** RECORDS FOR THE TASK **
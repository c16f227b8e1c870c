//! Integer to float sample conversion for device callbacks.

/// Converts an i16 sample to f32.
///
/// Output will be in the range [-1.0, 1.0).
#[inline]
pub fn i16_to_f32(sample: i16) -> f32 {
    f32::from(sample) / 32768.0
}

/// Converts an unsigned 16-bit sample (midpoint 32768) to f32.
#[inline]
pub fn u16_to_f32(sample: u16) -> f32 {
    (f32::from(sample) - 32768.0) / 32768.0
}

/// Converts i16 samples into `out`, replacing its contents.
///
/// Reuses `out`'s allocation so device callbacks stay allocation-free once warm.
pub fn i16_into_f32(samples: &[i16], out: &mut Vec<f32>) {
    out.clear();
    out.extend(samples.iter().map(|&s| i16_to_f32(s)));
}

/// Converts u16 samples into `out`, replacing its contents.
pub fn u16_into_f32(samples: &[u16], out: &mut Vec<f32>) {
    out.clear();
    out.extend(samples.iter().map(|&s| u16_to_f32(s)));
}
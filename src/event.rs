//! Runtime events for monitoring stream health.
//!
//! Events are notifications, not control flow: the callback runs on whichever
//! thread produced the event (including the device's error thread) and must
//! return quickly.

use std::sync::Arc;

use crate::session::StreamState;

/// Runtime events emitted during a capture session.
///
/// # Example
///
/// ```
/// use scope_stream::StreamEvent;
///
/// fn handle_event(event: StreamEvent) {
///     match event {
///         StreamEvent::Opened { device } => println!("capturing from {device}"),
///         StreamEvent::StateChanged { from, to } => println!("{from} -> {to}"),
///         StreamEvent::DeviceError { reason } => eprintln!("device failed: {reason}"),
///         StreamEvent::Closed { published, dropped } => {
///             println!("closed after {published} blocks ({dropped} dropped)");
///         }
///     }
/// }
/// ```
#[derive(Debug, Clone, PartialEq, Eq)]
pub enum StreamEvent {
    /// The device stream started producing blocks.
    Opened {
        /// Name of the device that was opened.
        device: String,
    },

    /// The session moved between lifecycle states.
    StateChanged {
        /// Previous state.
        from: StreamState,
        /// New state.
        to: StreamState,
    },

    /// The device reported a terminal error. Emitted at most once per session.
    DeviceError {
        /// Description of the failure.
        reason: String,
    },

    /// The device was released and the session is closed.
    Closed {
        /// Blocks accepted by the channel over the session.
        published: u64,
        /// Blocks discarded without being rendered.
        dropped: u64,
    },
}

/// Callback type for receiving runtime events.
///
/// Register an event callback via [`LiveCaptureBuilder::on_event()`].
///
/// [`LiveCaptureBuilder::on_event()`]: crate::LiveCaptureBuilder::on_event
pub type EventCallback = Arc<dyn Fn(StreamEvent) + Send + Sync>;

/// Creates an [`EventCallback`] from a closure.
///
/// # Example
///
/// ```
/// use scope_stream::{event_callback, StreamEvent};
///
/// let callback = event_callback(|event| {
///     println!("Got event: {:?}", event);
/// });
/// ```
pub fn event_callback<F>(f: F) -> EventCallback
where
    F: Fn(StreamEvent) + Send + Sync + 'static,
{
    Arc::new(f)
}
//! Bounded hand-off slot between the capture and render contexts.

use parking_lot::Mutex;
use ringbuf::traits::{Consumer, Observer, RingBuffer};
use ringbuf::HeapRb;

use crate::{OverflowPolicy, SampleBlock, StreamConfig, StreamError};

/// Counters describing what has passed through a [`BlockChannel`].
///
/// Every published block ends up counted exactly once as `taken` or `dropped`
/// (blocks still queued when the channel closes count as dropped).
#[derive(Debug, Clone, Copy, Default, PartialEq, Eq)]
pub struct ChannelStats {
    /// Blocks accepted by `publish`.
    pub published: u64,
    /// Blocks handed to the render side.
    pub taken: u64,
    /// Blocks discarded by the overflow policy or at close.
    pub dropped: u64,
}

/// Storage behind the lock, one variant per overflow policy.
enum Slot {
    Latest(Option<SampleBlock>),
    Queue(HeapRb<SampleBlock>),
}

impl Slot {
    fn new(policy: OverflowPolicy) -> Self {
        match policy {
            OverflowPolicy::LatestWins => Self::Latest(None),
            OverflowPolicy::BoundedQueue { capacity } => Self::Queue(HeapRb::new(capacity)),
        }
    }

    /// Stores a block, returning whichever block the policy displaced.
    fn push(&mut self, block: SampleBlock) -> Option<SampleBlock> {
        match self {
            Self::Latest(slot) => slot.replace(block),
            Self::Queue(queue) => queue.push_overwrite(block),
        }
    }

    fn pop(&mut self) -> Option<SampleBlock> {
        match self {
            Self::Latest(slot) => slot.take(),
            Self::Queue(queue) => queue.try_pop(),
        }
    }

    fn len(&self) -> usize {
        match self {
            Self::Latest(slot) => usize::from(slot.is_some()),
            Self::Queue(queue) => queue.occupied_len(),
        }
    }

    fn drain(&mut self) -> Vec<SampleBlock> {
        let mut discarded = Vec::with_capacity(self.len());
        while let Some(block) = self.pop() {
            discarded.push(block);
        }
        discarded
    }
}

struct Inner {
    slot: Slot,
    closed: bool,
    last_published: Option<u64>,
    last_taken: Option<u64>,
    stats: ChannelStats,
}

/// The hand-off point between a capture context and a render context.
///
/// `publish` and `try_take` may run concurrently from different threads. Both
/// hold an internal lock only for O(1) work (a slot swap or a ring-buffer
/// push/pop), so neither side can stall the other. Displaced blocks are freed
/// after the lock is released.
///
/// Blocks must arrive with strictly increasing sequence numbers, so the render
/// side never sees a sequence number go backwards. The policy may skip numbers.
///
/// # Example
///
/// ```
/// use scope_stream::{BlockChannel, OverflowPolicy, SampleBlock, StreamConfig};
/// use std::time::Duration;
///
/// let config = StreamConfig { block_len: 4, ..Default::default() };
/// let channel = BlockChannel::new(&config, OverflowPolicy::LatestWins).unwrap();
///
/// for seq in 1..=3 {
///     let block = SampleBlock::new(seq, vec![0.0; 4], Duration::ZERO, 44100, 1);
///     channel.publish(block).unwrap();
/// }
///
/// assert_eq!(channel.try_take().unwrap().map(|b| b.sequence()), Some(3));
/// assert!(channel.try_take().unwrap().is_none());
/// ```
pub struct BlockChannel {
    inner: Mutex<Inner>,
    policy: OverflowPolicy,
    block_samples: usize,
    channels: u16,
}

impl BlockChannel {
    /// Creates a channel for blocks shaped by `config`.
    ///
    /// # Errors
    ///
    /// Returns `InvalidConfig` if the config is invalid or a bounded queue has
    /// zero capacity.
    pub fn new(config: &StreamConfig, policy: OverflowPolicy) -> Result<Self, StreamError> {
        config.validate()?;
        if policy.capacity() == 0 {
            return Err(StreamError::invalid_config(
                "bounded queue capacity must be at least 1",
            ));
        }

        Ok(Self {
            inner: Mutex::new(Inner {
                slot: Slot::new(policy),
                closed: false,
                last_published: None,
                last_taken: None,
                stats: ChannelStats::default(),
            }),
            policy,
            block_samples: config.samples_per_block(),
            channels: config.channels,
        })
    }

    /// Hands a block to the render side. Never blocks on the consumer.
    ///
    /// Under [`OverflowPolicy::LatestWins`] an unread block is replaced; under
    /// [`OverflowPolicy::BoundedQueue`] the oldest queued block is dropped when full.
    ///
    /// # Errors
    ///
    /// - `StreamClosed` after [`close()`](Self::close); the slot is left untouched
    /// - `InvalidBlock` if the block's shape differs from the stream's or its
    ///   sequence number does not follow the previous one
    pub fn publish(&self, block: SampleBlock) -> Result<(), StreamError> {
        let displaced = {
            let mut inner = self.inner.lock();
            if inner.closed {
                return Err(StreamError::StreamClosed);
            }
            self.check_shape(&block)?;
            if let Some(last) = inner.last_published {
                if block.sequence() <= last {
                    return Err(StreamError::invalid_block(format!(
                        "sequence {} does not follow {last}",
                        block.sequence()
                    )));
                }
            }

            inner.last_published = Some(block.sequence());
            inner.stats.published += 1;
            let displaced = inner.slot.push(block);
            if displaced.is_some() {
                inner.stats.dropped += 1;
            }
            displaced
        };
        drop(displaced);
        Ok(())
    }

    /// Takes the next block for rendering without waiting.
    ///
    /// Returns `Ok(None)` when nothing new has arrived since the last take.
    /// Under latest-wins this is the newest block; under bounded-queue it is the
    /// oldest queued block.
    ///
    /// # Errors
    ///
    /// Returns `StreamClosed` after [`close()`](Self::close).
    pub fn try_take(&self) -> Result<Option<SampleBlock>, StreamError> {
        let mut inner = self.inner.lock();
        if inner.closed {
            return Err(StreamError::StreamClosed);
        }

        let block = inner.slot.pop();
        if let Some(ref block) = block {
            debug_assert!(inner.last_taken.map_or(true, |last| block.sequence() > last));
            inner.last_taken = Some(block.sequence());
            inner.stats.taken += 1;
        }
        Ok(block)
    }

    /// Closes the channel and discards any blocks still in flight.
    ///
    /// Returns `false` if the channel was already closed.
    pub fn close(&self) -> bool {
        let discarded = {
            let mut inner = self.inner.lock();
            if inner.closed {
                return false;
            }
            inner.closed = true;
            let discarded = inner.slot.drain();
            inner.stats.dropped += discarded.len() as u64;
            discarded
        };
        if !discarded.is_empty() {
            tracing::debug!("Block channel closed with {} unread blocks", discarded.len());
        }
        true
    }

    /// Returns `true` once [`close()`](Self::close) has run.
    pub fn is_closed(&self) -> bool {
        self.inner.lock().closed
    }

    /// Number of blocks waiting to be taken.
    pub fn len(&self) -> usize {
        self.inner.lock().slot.len()
    }

    /// Returns `true` if no block is waiting.
    pub fn is_empty(&self) -> bool {
        self.len() == 0
    }

    /// Sequence number of the last block handed to the render side.
    pub fn last_taken(&self) -> Option<u64> {
        self.inner.lock().last_taken
    }

    /// Returns a snapshot of the channel counters.
    pub fn stats(&self) -> ChannelStats {
        self.inner.lock().stats
    }

    /// The overflow policy chosen at construction.
    pub fn policy(&self) -> OverflowPolicy {
        self.policy
    }

    fn check_shape(&self, block: &SampleBlock) -> Result<(), StreamError> {
        if block.channels() != self.channels {
            return Err(StreamError::invalid_block(format!(
                "expected {} channels, got {}",
                self.channels,
                block.channels()
            )));
        }
        if block.len() != self.block_samples {
            return Err(StreamError::invalid_block(format!(
                "expected {} samples, got {}",
                self.block_samples,
                block.len()
            )));
        }
        Ok(())
    }
}

#[cfg(test)]
mod tests {
    use super::*;
    use std::time::Duration;

    const BLOCK_LEN: usize = 8;

    fn config() -> StreamConfig {
        StreamConfig {
            block_len: BLOCK_LEN,
            ..Default::default()
        }
    }

    fn block(seq: u64) -> SampleBlock {
        SampleBlock::new(seq, vec![seq as f32; BLOCK_LEN], Duration::ZERO, 44100, 1)
    }

    fn take_seq(channel: &BlockChannel) -> Option<u64> {
        channel.try_take().unwrap().map(|b| b.sequence())
    }

    #[test]
    fn test_latest_wins_keeps_newest() {
        let channel = BlockChannel::new(&config(), OverflowPolicy::LatestWins).unwrap();
        for seq in 1..=3 {
            channel.publish(block(seq)).unwrap();
        }

        assert_eq!(take_seq(&channel), Some(3));
        assert_eq!(take_seq(&channel), None);

        let stats = channel.stats();
        assert_eq!(stats.published, 3);
        assert_eq!(stats.taken, 1);
        assert_eq!(stats.dropped, 2);
    }

    #[test]
    fn test_bounded_queue_drops_oldest() {
        let capacity = 4;
        let channel = BlockChannel::new(&config(), OverflowPolicy::bounded(capacity)).unwrap();
        for seq in 1..=(capacity as u64 + 5) {
            channel.publish(block(seq)).unwrap();
        }

        let mut taken = Vec::new();
        while let Some(seq) = take_seq(&channel) {
            taken.push(seq);
        }
        assert_eq!(taken, vec![6, 7, 8, 9]);
        assert_eq!(channel.stats().dropped, 5);
    }

    #[test]
    fn test_empty_channel_returns_none() {
        let channel = BlockChannel::new(&config(), OverflowPolicy::LatestWins).unwrap();
        assert!(channel.is_empty());
        assert_eq!(take_seq(&channel), None);
    }

    #[test]
    fn test_interleaved_takes_are_monotonic() {
        let channel = BlockChannel::new(&config(), OverflowPolicy::bounded(2)).unwrap();
        let mut observed = Vec::new();
        for seq in 1..=20 {
            channel.publish(block(seq)).unwrap();
            if seq % 3 == 0 {
                observed.extend(take_seq(&channel));
            }
        }
        while let Some(seq) = take_seq(&channel) {
            observed.push(seq);
        }
        assert!(observed.windows(2).all(|w| w[0] < w[1]));
        assert_eq!(observed.last(), Some(&20));
    }

    #[test]
    fn test_publish_after_close_is_rejected() {
        let channel = BlockChannel::new(&config(), OverflowPolicy::LatestWins).unwrap();
        channel.publish(block(1)).unwrap();
        assert!(channel.close());

        let before = channel.stats();
        assert_eq!(channel.publish(block(2)), Err(StreamError::StreamClosed));
        assert_eq!(channel.stats(), before);
        assert_eq!(channel.len(), 0);
        assert_eq!(channel.try_take(), Err(StreamError::StreamClosed));
    }

    #[test]
    fn test_close_is_idempotent_and_counts_discards() {
        let channel = BlockChannel::new(&config(), OverflowPolicy::bounded(3)).unwrap();
        channel.publish(block(1)).unwrap();
        channel.publish(block(2)).unwrap();

        assert!(channel.close());
        assert!(!channel.close());
        assert!(channel.is_closed());

        let stats = channel.stats();
        assert_eq!(stats.published, 2);
        assert_eq!(stats.taken + stats.dropped, 2);
    }

    #[test]
    fn test_rejects_wrong_shape() {
        let channel = BlockChannel::new(&config(), OverflowPolicy::LatestWins).unwrap();

        let short = SampleBlock::new(1, vec![0.0; BLOCK_LEN - 1], Duration::ZERO, 44100, 1);
        assert!(matches!(
            channel.publish(short),
            Err(StreamError::InvalidBlock { .. })
        ));

        let stereo = SampleBlock::new(1, vec![0.0; BLOCK_LEN], Duration::ZERO, 44100, 2);
        assert!(matches!(
            channel.publish(stereo),
            Err(StreamError::InvalidBlock { .. })
        ));
        assert_eq!(channel.stats().published, 0);
    }

    #[test]
    fn test_rejects_non_increasing_sequence() {
        let channel = BlockChannel::new(&config(), OverflowPolicy::LatestWins).unwrap();
        channel.publish(block(5)).unwrap();
        assert!(channel.publish(block(5)).is_err());
        assert!(channel.publish(block(4)).is_err());
        assert_eq!(take_seq(&channel), Some(5));
    }

    #[test]
    fn test_rejects_zero_capacity_queue() {
        let result = BlockChannel::new(&config(), OverflowPolicy::bounded(0));
        assert!(matches!(result, Err(StreamError::InvalidConfig { .. })));
    }

    #[test]
    fn test_last_taken_tracks_reads() {
        let channel = BlockChannel::new(&config(), OverflowPolicy::LatestWins).unwrap();
        assert_eq!(channel.last_taken(), None);
        channel.publish(block(7)).unwrap();
        channel.try_take().unwrap();
        assert_eq!(channel.last_taken(), Some(7));
    }
}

** DIRECTIONS FOR THIS TASK **
For this exercise, return every line from the data that holds the string "LiveCaptureBuilder".

** ANSWER BOX **
/// Register an event callback via [`LiveCaptureBuilder::on_event()`].
/// [`LiveCaptureBuilder::on_event()`]: crate::LiveCaptureBuilder::on_event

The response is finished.